Pascacio "Paco" Lopez (born October 18, 1985) is a Mexican-born American jockey.

== Early life ==
Paco Lopez was born in Veracruz, Mexico. He lived impoverished in his hometown until he left his childhood house in 1997, aged 12, to live with one of his three sisters. While living with his sister, he began to work on a ranch. Lopez's time on this ranch later lead to him learning how to ride quarter horses and, eventually, start his career in horse racing.

== Career highlights ==
Lopez began his horse racing career in Mexico, riding on bush tracks. After racing on unregulated tracks in Mexico for some time, he moved to and began riding in Florida in 2007, becoming known in the United States for his aggressive style of racing. In 2008, Lopez won the Eclipse Award for Outstanding Apprentice Jockey, and in 2014, he won his first Grade 1 race (Graded Stakes Race) on the horse Itsmyluckyday at Saratoga.
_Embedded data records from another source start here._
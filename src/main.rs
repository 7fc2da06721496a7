mod cli;

use clap::Parser;
use ctscope::capture::engine;
use ctscope::config::{Config, ConfigError};
use ctscope::pipeline::{self, router, OwnedPacket, PipelineConfig};
use ctscope::{display, table};
use std::sync::atomic::{AtomicBool, Ordering};
use std::sync::Arc;

/// Records listed at exit when not exporting.
const LIST_LIMIT: usize = 20;

fn main() {
    let args = cli::Cli::parse();

    let log_level = match args.verbose {
        0 => tracing::Level::WARN,
        1 => tracing::Level::INFO,
        2 => tracing::Level::DEBUG,
        _ => tracing::Level::TRACE,
    };

    tracing_subscriber::fmt()
        .with_max_level(log_level)
        .with_target(false)
        .init();

    if args.list_interfaces {
        list_interfaces();
        return;
    }

    let config = match load_config(&args) {
        Ok(config) => config,
        Err(err) => {
            eprintln!("error: {}", err);
            std::process::exit(1);
        }
    };

    let running = Arc::new(AtomicBool::new(true));
    let running_clone = running.clone();
    if let Err(err) = ctrlc::set_handler(move || {
        running_clone.store(false, Ordering::SeqCst);
        eprintln!("\nInterrupt received, stopping capture...");
    }) {
        eprintln!("error: failed to set Ctrl-C handler: {}", err);
        std::process::exit(1);
    }

    if let Err(e) = run_tracking(&config, &running) {
        eprintln!("error: {}", e);
        std::process::exit(1);
    }
}

fn list_interfaces() {
    match engine::list_interfaces() {
        Ok(devices) => {
            println!("Available network interfaces:");
            println!("{:<20} {:<20} {}", "Name", "Description", "Addresses");
            println!("{}", "-".repeat(70));
            for device in &devices {
                let desc = device.desc.as_deref().unwrap_or("");
                let addrs: Vec<String> = device
                    .addresses
                    .iter()
                    .map(|a| format!("{}", a.addr))
                    .collect();
                println!("{:<20} {:<20} {}", device.name, desc, addrs.join(", "));
            }
            if devices.is_empty() {
                println!("  (no interfaces found, try running with sudo)");
            }
        }
        Err(e) => {
            eprintln!("error listing interfaces: {}", e);
            eprintln!("hint: try running with sudo");
        }
    }
}

/// Read frames, route TCP ones to the worker shards and report.
fn run_tracking(
    config: &Config,
    running: &Arc<AtomicBool>,
) -> Result<(), Box<dyn std::error::Error>> {
    let mut cap = engine::open(&config.capture)?;
    let mut pipeline = pipeline::spawn(PipelineConfig::from_config(config), running.clone())?;
    let num_workers = pipeline.num_workers();

    println!("ctscope v{}", env!("CARGO_PKG_VERSION"));
    match (&config.capture.read_file, &config.capture.interface) {
        (Some(path), _) => println!("Reading: {}", path.display()),
        (None, Some(name)) => println!("Capturing on interface: {}", name),
        (None, None) => println!("Capturing on interface: (default)"),
    }
    if let Some(filter) = &config.capture.filter {
        println!("Filter: {}", filter);
    }
    println!(
        "Workers: {} | liberal: {} | loose: {} | checksums: {}",
        num_workers,
        config.tracking.liberal,
        config.tracking.loose,
        if config.tracking.verify_checksum { "on" } else { "off" }
    );
    println!();

    let mut frames: u64 = 0;
    let mut skipped: u64 = 0;
    let mut capture_error = None;

    while running.load(Ordering::SeqCst) {
        if config.run.count > 0 && frames >= config.run.count {
            break;
        }

        let packet = match cap.next_packet() {
            Ok(packet) => Some(packet),
            Err(pcap::Error::TimeoutExpired) => None,
            Err(pcap::Error::NoMorePackets) => break,
            Err(e) => {
                tracing::error!(error = %e, "capture error");
                capture_error = Some(e);
                break;
            }
        };

        if let Some(packet) = packet {
            frames += 1;

            match router::shard_for_frame(packet.data, num_workers) {
                Some(shard) => {
                    let ts = packet.header.ts.tv_sec as f64
                        + packet.header.ts.tv_usec as f64 / 1_000_000.0;
                    let owned = OwnedPacket {
                        id: frames,
                        ts,
                        wire_len: packet.header.len as u64,
                        data: packet.data.to_vec(),
                    };
                    if pipeline.senders[shard].send(owned).is_err() {
                        tracing::warn!(shard, "worker channel closed");
                        break;
                    }
                }
                None => skipped += 1,
            }
        }

        if config.stats.enabled {
            if let Some(tick) = pipeline.aggregator.take_tick() {
                display::print_stats_tick(&tick);
            }
        }
    }

    pipeline.shutdown();
    if let Some(e) = capture_error {
        return Err(Box::new(e));
    }

    let conns = pipeline.aggregator.take_final_snapshots();
    let stats = pipeline.aggregator.final_stats();
    display::print_summary(frames, skipped, &stats, conns.len());

    match &config.output.export_json {
        Some(path) => {
            table::write_conn_json(path, &conns)?;
            println!("  Connection export (JSON): {}", path.display());
        }
        None if !config.output.quiet => display::print_connections(&conns, LIST_LIMIT),
        None => {}
    }

    Ok(())
}

/// File settings first, then command-line overrides.
fn load_config(args: &cli::Cli) -> Result<Config, ConfigError> {
    let mut config = match &args.config {
        Some(path) => Config::load(path)?,
        None => Config::default(),
    };
    apply_args(&mut config, args);
    Ok(config)
}

fn apply_args(config: &mut Config, args: &cli::Cli) {
    if let Some(value) = &args.interface {
        config.capture.interface = Some(value.clone());
        config.capture.read_file = None;
    }
    if let Some(value) = &args.read {
        config.capture.read_file = Some(value.clone());
    }
    if let Some(value) = &args.filter {
        config.capture.filter = Some(value.clone());
    }
    if let Some(value) = args.count {
        config.run.count = value;
    }
    if let Some(value) = args.workers {
        config.run.workers = value;
    }
    if let Some(value) = args.max_conns {
        config.table.max_conns = value;
    }
    if let Some(value) = args.loose {
        config.tracking.loose = value;
    }
    if let Some(value) = args.max_retrans {
        config.tracking.max_retrans = value;
    }
    if let Some(value) = &args.export_json {
        config.output.export_json = Some(value.clone());
    }

    if args.liberal {
        config.tracking.liberal = true;
    }
    if args.no_checksum {
        config.tracking.verify_checksum = false;
    }
    if args.stats {
        config.stats.enabled = true;
    }
    if args.quiet {
        config.output.quiet = true;
    }
}

#[cfg(test)]
mod tests {
    use super::*;

    #[test]
    fn flags_override_file_values() {
        let mut config: Config = toml::from_str(
            r#"
            [capture]
            interface = "eth1"

            [tracking]
            loose = 5
            "#,
        )
        .unwrap();
        let args = cli::Cli::parse_from([
            "ctscope",
            "-r",
            "trace.pcap",
            "--loose",
            "0",
            "--no-checksum",
        ]);
        apply_args(&mut config, &args);

        assert_eq!(config.capture.read_file.as_deref(), Some(std::path::Path::new("trace.pcap")));
        assert_eq!(config.tracking.loose, 0);
        assert!(!config.tracking.verify_checksum);
        // Untouched values come from the file or the defaults.
        assert_eq!(config.capture.interface.as_deref(), Some("eth1"));
        assert_eq!(config.tracking.max_retrans, 3);
    }
}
In 2018 he got his first Breeders' Cup win when he rode Roy H to victory in the Breeders' Cup Sprint.

Aboard Napoleon Solo for trainer Chad Summers, Lopez won the 2026 Preakness Stakes, his first win in a Triple Crown stakes race. Lopez's input was instrumental in Napoleon Solo partaking in the Preakness at all.

===Suspensions===
In 2019 Lopez was handed suspensions of 30 and 60 days, respectively, at Gulfstream Park for separate careless riding infractions. Stewards at Parx Casino and Racing issued Lopez a 30-day suspension in September 2023 for not persevering after he reportedly stopped riding his mount in the final stages of the Greenwood Cup Stakes, costing the horse a better placing.
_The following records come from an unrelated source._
//! Per-direction sequence and window tracking.
//!
//! For every segment the sender's state `S` and the receiver's state `R`
//! must satisfy
//!
//! ```text
//!   I.   seq  <= S.max_end
//!   II.  end  >= S.end - R.max_win
//!   III. sack <= R.end
//!   IV.  ack  >= R.end - max(S.max_win, MAX_ACK_WINDOW_FLOOR)
//! ```
//!
//! all evaluated in wrapping sequence space. A positive `loose` counter on
//! either side bypasses the checks right after a mid-stream pickup.

use super::options::{parse_handshake_options, sack_right_edge};
use super::segment::{after, before, FlagClass, Segment};
use super::{Direction, LastSegment, Status, TcpConn};
use serde::Serialize;
use std::fmt;

/// Lower bound on how far below the receiver's right edge an ACK may lag.
pub const MAX_ACK_WINDOW_FLOOR: u32 = 66_000;

/// What one side of the connection has shown so far.
#[derive(Debug, Clone, Copy, PartialEq, Eq, Default, Serialize)]
pub struct DirectionState {
    /// Right edge of the data this side has sent.
    pub end: u32,
    /// Highest right edge the peer has advertised room for.
    pub max_end: u32,
    /// Largest (scaled) window seen from this side.
    pub max_win: u32,
    /// Window-scale shift, 0 when scaling is not in effect.
    pub scale: u8,
    pub sack_permitted: bool,
    pub window_scale: bool,
    /// This side sent the FIN that moved the connection into FIN_WAIT.
    pub close_init: bool,
    /// Segments left to accept without window checks.
    pub loose: u32,
}

/// Which inequality a segment broke.
#[derive(Debug, Clone, Copy, PartialEq, Eq)]
pub enum WindowViolation {
    SeqAboveWindow,
    SeqBelowWindow,
    AckAboveSent,
    AckBelowWindow,
}

impl WindowViolation {
    pub fn kind(&self) -> &'static str {
        match self {
            WindowViolation::SeqAboveWindow => "seq_above_window",
            WindowViolation::SeqBelowWindow => "seq_below_window",
            WindowViolation::AckAboveSent => "ack_above_sent",
            WindowViolation::AckBelowWindow => "ack_below_window",
        }
    }
}

impl fmt::Display for WindowViolation {
    fn fmt(&self, f: &mut fmt::Formatter<'_>) -> fmt::Result {
        let msg = match self {
            WindowViolation::SeqAboveWindow => {
                "SEQ is over the upper bound (over the window of the receiver)"
            }
            WindowViolation::SeqBelowWindow => {
                "SEQ is under the lower bound (already ACKed data retransmitted)"
            }
            WindowViolation::AckAboveSent => {
                "ACK is over the upper bound (ACKed data not seen yet)"
            }
            WindowViolation::AckBelowWindow => {
                "ACK is under the lower bound (possible overly delayed ACK)"
            }
        };
        f.write_str(msg)
    }
}

/// Seed a sender's edges and window from its own segment.
fn seed_from_segment(sender: &mut DirectionState, end: u32, win: u32) {
    sender.end = end;
    sender.max_end = end;
    sender.max_win = win.max(1);
}

/// Validate `seg` against both direction states of `conn` and, when it fits,
/// advance them.
///
/// Works on copies: on `Err` the record is exactly as it was.
pub fn check_window(
    conn: &mut TcpConn,
    dir: Direction,
    class: FlagClass,
    seg: &Segment<'_>,
) -> Result<(), WindowViolation> {
    let mut sender = conn.seen[dir.index()];
    let mut receiver = conn.seen[dir.opposite().index()];

    let mut seq = seg.seq;
    let mut ack = seg.ack;
    let mut sack = seg.ack;
    let mut win = seg.window as u32;
    let mut end = seg.end_seq();
    let flags = seg.flags;

    if receiver.sack_permitted {
        sack = sack_right_edge(seg.options, ack);
    }

    if sender.end == 0 {
        if flags.syn() && flags.ack() {
            // SYN/ACK answering a SYN.
            seed_from_segment(&mut sender, end, win);
            parse_handshake_options(seg.options, &mut sender);
            // Scaling applies only if both sides offered it.
            if !(sender.window_scale && receiver.window_scale) {
                sender.scale = 0;
                receiver.scale = 0;
            }
        } else {
            // Mid-stream: the history is lost, trust the segment.
            sender.end = end;
            sender.max_win = win.max(1);
            sender.max_end = end.wrapping_add(sender.max_win);
        }
    } else if ((conn.status == Status::SynSent && dir == Direction::Original)
        || (conn.status == Status::SynRecv && dir == Direction::Reply))
        && after(end, sender.end)
    {
        // Retransmitted SYN or SYN/ACK with fresh sequence numbers: the
        // endpoint reinitialised, so must we.
        seed_from_segment(&mut sender, end, win);
        parse_handshake_options(seg.options, &mut sender);
    }

    if !flags.ack() || (flags.rst() && ack == 0) {
        ack = receiver.end;
        sack = receiver.end;
    }

    if seq == end && (!flags.rst() || (seq == 0 && conn.status == Status::SynSent)) {
        // Empty segment: pin it to the sender's right edge.
        seq = sender.end;
        end = sender.end;
    }

    let ack_window = sender.max_win.max(MAX_ACK_WINDOW_FLOOR);
    let in_window = if !before(seq, sender.max_end.wrapping_add(1)) {
        Err(WindowViolation::SeqAboveWindow)
    } else if !after(
        end,
        sender
            .end
            .wrapping_sub(receiver.max_win)
            .wrapping_sub(1),
    ) {
        Err(WindowViolation::SeqBelowWindow)
    } else if !before(sack, receiver.end.wrapping_add(1)) {
        Err(WindowViolation::AckAboveSent)
    } else if !after(ack, receiver.end.wrapping_sub(ack_window).wrapping_sub(1)) {
        Err(WindowViolation::AckBelowWindow)
    } else {
        Ok(())
    };

    if let Err(violation) = in_window {
        if sender.loose == 0 && receiver.loose == 0 {
            return Err(violation);
        }
    }

    if !flags.syn() {
        win <<= sender.scale;
    }

    let swin = win.wrapping_add(sack.wrapping_sub(ack));
    if sender.max_win < swin {
        sender.max_win = swin;
    }
    if after(end, sender.end) {
        sender.end = end;
    }
    if after(end, sender.max_end) {
        receiver.max_win = receiver
            .max_win
            .wrapping_add(end.wrapping_sub(sender.max_end));
    }
    if after(sack.wrapping_add(win), receiver.max_end.wrapping_sub(1)) {
        receiver.max_end = sack.wrapping_add(win);
        if win == 0 {
            receiver.max_end = receiver.max_end.wrapping_add(1);
        }
    }

    if class == FlagClass::Ack {
        let memo = LastSegment {
            class: conn.last.class,
            dir,
            seq,
            ack,
            end,
        };
        if conn.last == memo {
            conn.retrans = conn.retrans.saturating_add(1);
        } else {
            conn.last = memo;
            conn.retrans = 0;
        }
    }

    if sender.loose > 0 {
        sender.loose -= 1;
    }

    conn.seen[dir.index()] = sender;
    conn.seen[dir.opposite().index()] = receiver;
    Ok(())
}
On December 3, 2024, the federal Horseracing Integrity and Safety Authority (HISA) provisionally suspended Lopez indefinitely after a video appeared to show Lopez, who had won a maiden race on 2-year-old National Law after bearing out severely in the stretch, strike National Law's neck with his riding crop. Lopez issued an apology on his X account, stating that his actions were "reactionary, in the heat of the moment." HISA conditionally reinstated him the following month.
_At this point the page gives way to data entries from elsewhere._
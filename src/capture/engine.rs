//! Opens a pcap handle, live or offline, and yields raw frames.

use crate::config::CaptureConfig;
use pcap::{Activated, Capture, Device};
use std::fmt;
use std::path::Path;

/// Errors from the capture engine.
#[derive(Debug)]
pub enum CaptureError {
    /// Failed to find a suitable network device.
    NoDevice(String),
    /// pcap error.
    Pcap(pcap::Error),
}

impl fmt::Display for CaptureError {
    fn fmt(&self, f: &mut fmt::Formatter<'_>) -> fmt::Result {
        match self {
            CaptureError::NoDevice(msg) => write!(f, "no capture device: {}", msg),
            CaptureError::Pcap(e) => write!(f, "pcap error: {}", e),
        }
    }
}

impl std::error::Error for CaptureError {}

impl From<pcap::Error> for CaptureError {
    fn from(e: pcap::Error) -> Self {
        CaptureError::Pcap(e)
    }
}

/// Live or file-backed capture; both read through the same calls.
pub type FrameSource = Capture<dyn Activated>;

/// List all available network interfaces.
pub fn list_interfaces() -> Result<Vec<Device>, CaptureError> {
    Device::list().map_err(CaptureError::Pcap)
}

/// Open the source named by `config`: the pcap file if `read_file` is set,
/// otherwise the configured (or default) interface.
pub fn open(config: &CaptureConfig) -> Result<FrameSource, CaptureError> {
    let mut cap = match &config.read_file {
        Some(path) => open_offline(path)?,
        None => open_live(config)?,
    };

    if let Some(filter) = &config.filter {
        cap.filter(filter, true)?;
    }
    Ok(cap)
}

fn open_offline(path: &Path) -> Result<FrameSource, CaptureError> {
    let cap = Capture::from_file(path)?;
    tracing::info!(file = %path.display(), "reading capture file");
    Ok(cap.into())
}

fn open_live(config: &CaptureConfig) -> Result<FrameSource, CaptureError> {
    let device = match &config.interface {
        Some(name) => Device::list()?
            .into_iter()
            .find(|d| d.name == *name)
            .ok_or_else(|| CaptureError::NoDevice(format!("interface '{}' not found", name)))?,
        None => Device::lookup()?
            .ok_or_else(|| CaptureError::NoDevice("no default device found".into()))?,
    };

    let device_name = device.name.clone();

    let cap = Capture::from_device(device)?
        .promisc(config.promiscuous)
        .snaplen(config.snaplen)
        .timeout(config.timeout_ms)
        .open()?;

    tracing::info!(
        interface = %device_name,
        promiscuous = config.promiscuous,
        snaplen = config.snaplen,
        filter = config.filter.as_deref().unwrap_or("none"),
        "capture started"
    );

    Ok(cap.into())
}
//! TCP connection tracking core.
//!
//! Given one segment and the record of everything previously observed for
//! its connection, decide whether the segment is consistent with TCP
//! semantics (RFC 793 with window scaling and SACK) and, if so, advance the
//! tracked status.
//!
//! ```text
//! segment --> sanity::check_header
//!         --> TcpTracker::new_conn        (first segment only)
//!         --> TransitionTable::next       (candidate status)
//!         --> window::check_window        (sequence / ack / window bounds)
//!         --> commit + Timeouts::select   (on success)
//! ```
//!
//! The core owns no connection table, no timers and no threads. It borrows
//! one record per call and reports a [`Verdict`]; the caller acts on it.

pub mod lifecycle;
pub mod options;
pub mod sanity;
pub mod segment;
pub mod shared;
pub mod tracker;
pub mod transitions;
pub mod window;

use serde::Serialize;
use std::fmt;
use std::time::Duration;

pub use lifecycle::{Timeouts, TrackerSettings};
pub use sanity::{check_header, SanityError};
pub use segment::{after, before, FlagClass, Segment, TcpFlags};
pub use shared::SharedConn;
pub use tracker::TcpTracker;
pub use transitions::{Transition, TransitionTable};
pub use window::{DirectionState, WindowViolation};

/// Tracked connection status.
#[derive(Debug, Clone, Copy, PartialEq, Eq, Hash, Default, Serialize)]
#[serde(rename_all = "SCREAMING_SNAKE_CASE")]
pub enum Status {
    #[default]
    None,
    SynSent,
    SynRecv,
    Established,
    FinWait,
    CloseWait,
    LastAck,
    TimeWait,
    Close,
    /// Present for completeness; no transition leads here.
    Listen,
}

impl Status {
    pub const COUNT: usize = 10;

    pub const ALL: [Status; Status::COUNT] = [
        Status::None,
        Status::SynSent,
        Status::SynRecv,
        Status::Established,
        Status::FinWait,
        Status::CloseWait,
        Status::LastAck,
        Status::TimeWait,
        Status::Close,
        Status::Listen,
    ];

    #[inline]
    pub fn index(self) -> usize {
        self as usize
    }

    pub fn as_str(self) -> &'static str {
        match self {
            Status::None => "NONE",
            Status::SynSent => "SYN_SENT",
            Status::SynRecv => "SYN_RECV",
            Status::Established => "ESTABLISHED",
            Status::FinWait => "FIN_WAIT",
            Status::CloseWait => "CLOSE_WAIT",
            Status::LastAck => "LAST_ACK",
            Status::TimeWait => "TIME_WAIT",
            Status::Close => "CLOSE",
            Status::Listen => "LISTEN",
        }
    }
}

impl fmt::Display for Status {
    fn fmt(&self, f: &mut fmt::Formatter<'_>) -> fmt::Result {
        f.write_str(self.as_str())
    }
}

/// Direction of a segment relative to the first segment of its connection.
#[derive(Debug, Clone, Copy, PartialEq, Eq, Hash, Default, Serialize)]
#[serde(rename_all = "snake_case")]
pub enum Direction {
    #[default]
    Original,
    Reply,
}

impl Direction {
    #[inline]
    pub fn index(self) -> usize {
        self as usize
    }

    #[inline]
    pub fn opposite(self) -> Direction {
        match self {
            Direction::Original => Direction::Reply,
            Direction::Reply => Direction::Original,
        }
    }
}

impl fmt::Display for Direction {
    fn fmt(&self, f: &mut fmt::Formatter<'_>) -> fmt::Result {
        match self {
            Direction::Original => write!(f, "original"),
            Direction::Reply => write!(f, "reply"),
        }
    }
}

/// Memo of the last segment that went through the ignore path or
/// committed an ACK. Drives retransmission counting and the
/// desynchronisation/RST special cases.
#[derive(Debug, Clone, Copy, PartialEq, Eq, Default, Serialize)]
pub struct LastSegment {
    pub class: FlagClass,
    pub dir: Direction,
    pub seq: u32,
    pub ack: u32,
    pub end: u32,
}

/// Per-connection tracking record.
#[derive(Debug, Clone, PartialEq, Eq, Default, Serialize)]
pub struct TcpConn {
    pub status: Status,
    /// Indexed by [`Direction::index`].
    pub seen: [DirectionState; 2],
    pub last: LastSegment,
    pub retrans: u32,
    pub seen_reply: bool,
    pub assured: bool,
}

impl TcpConn {
    #[inline]
    pub fn side(&self, dir: Direction) -> &DirectionState {
        &self.seen[dir.index()]
    }
}

/// Outcome of one segment.
#[derive(Debug, Clone, PartialEq, Eq)]
pub enum Verdict {
    Accept(Outcome),
    /// The record is unchanged.
    Reject(RejectReason),
    /// The caller should drop the record and look the segment up again.
    DestroyAndRetry(DestroyCause),
}

impl Verdict {
    pub fn is_accept(&self) -> bool {
        matches!(self, Verdict::Accept(_))
    }
}

#[derive(Debug, Clone, Copy, PartialEq, Eq)]
pub enum Outcome {
    /// Status committed; the caller should expire the record after `timeout`.
    Committed { status: Status, timeout: Duration },
    /// Plausible but unconfirmed; status unchanged, memo updated.
    Ignored,
    /// Out of window, accepted anyway because liberal mode is on.
    Liberal(WindowViolation),
    /// RST seen before any reply: the caller should retire the record now.
    Closed,
}

#[derive(Debug, Clone, Copy, PartialEq, Eq)]
pub enum DestroyCause {
    /// A SYN/ACK answered a SYN we ignored; our record lost sync.
    OutOfSync,
    /// A fresh SYN on a connection in TIME_WAIT/CLOSE.
    Reopen,
}

impl fmt::Display for DestroyCause {
    fn fmt(&self, f: &mut fmt::Formatter<'_>) -> fmt::Result {
        match self {
            DestroyCause::OutOfSync => write!(f, "SYN/ACK acknowledges an ignored SYN, out of sync"),
            DestroyCause::Reopen => write!(f, "new SYN reopens a closed connection"),
        }
    }
}

#[derive(Debug, Clone, PartialEq, Eq)]
pub enum RejectReason {
    Sanity(SanityError),
    InvalidTransition {
        status: Status,
        dir: Direction,
        class: FlagClass,
    },
    /// SYN in TIME_WAIT/CLOSE that does not move past the old sequence space.
    InvalidReopen,
    OutOfWindow(WindowViolation),
    /// No transition out of NONE for this flag class.
    Untrackable { class: FlagClass },
    /// Mid-stream pickup needs a non-zero loose tolerance.
    PickupDisabled,
}

impl RejectReason {
    /// Short stable label for counters.
    pub fn kind(&self) -> &'static str {
        match self {
            RejectReason::Sanity(e) => e.kind(),
            RejectReason::InvalidTransition { .. } => "invalid_transition",
            RejectReason::InvalidReopen => "invalid_reopen",
            RejectReason::OutOfWindow(v) => v.kind(),
            RejectReason::Untrackable { .. } => "untrackable",
            RejectReason::PickupDisabled => "pickup_disabled",
        }
    }
}

impl fmt::Display for RejectReason {
    fn fmt(&self, f: &mut fmt::Formatter<'_>) -> fmt::Result {
        match self {
            RejectReason::Sanity(e) => write!(f, "{}", e),
            RejectReason::InvalidTransition { status, dir, class } => {
                write!(f, "invalid {} in {} ({})", class, status, dir)
            }
            RejectReason::InvalidReopen => write!(f, "invalid SYN, does not reopen"),
            RejectReason::OutOfWindow(v) => write!(f, "{}", v),
            RejectReason::Untrackable { class } => {
                write!(f, "{} cannot start a connection", class)
            }
            RejectReason::PickupDisabled => write!(f, "mid-stream pickup disabled"),
        }
    }
}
On September 23, 2025, Lopez—who at the time was the year's leading jockey in North America by races won and had just wrapped up his seventh consecutive riding title at Monmouth Park—was suspended by HISA for six months for violating the terms of his reinstatement. According to reports, the suspension occurred after Lopez was called for a crop violation during the running of the Forego Stakes at Saratoga Race Course, which he won. His attorney stated that they would "fight this vigorously" and use every available legal option to seek Lopez's reinstatement, while the Jockeys' Guild said that the six-month suspension was "absolutely uncalled for and beyond ludicrous."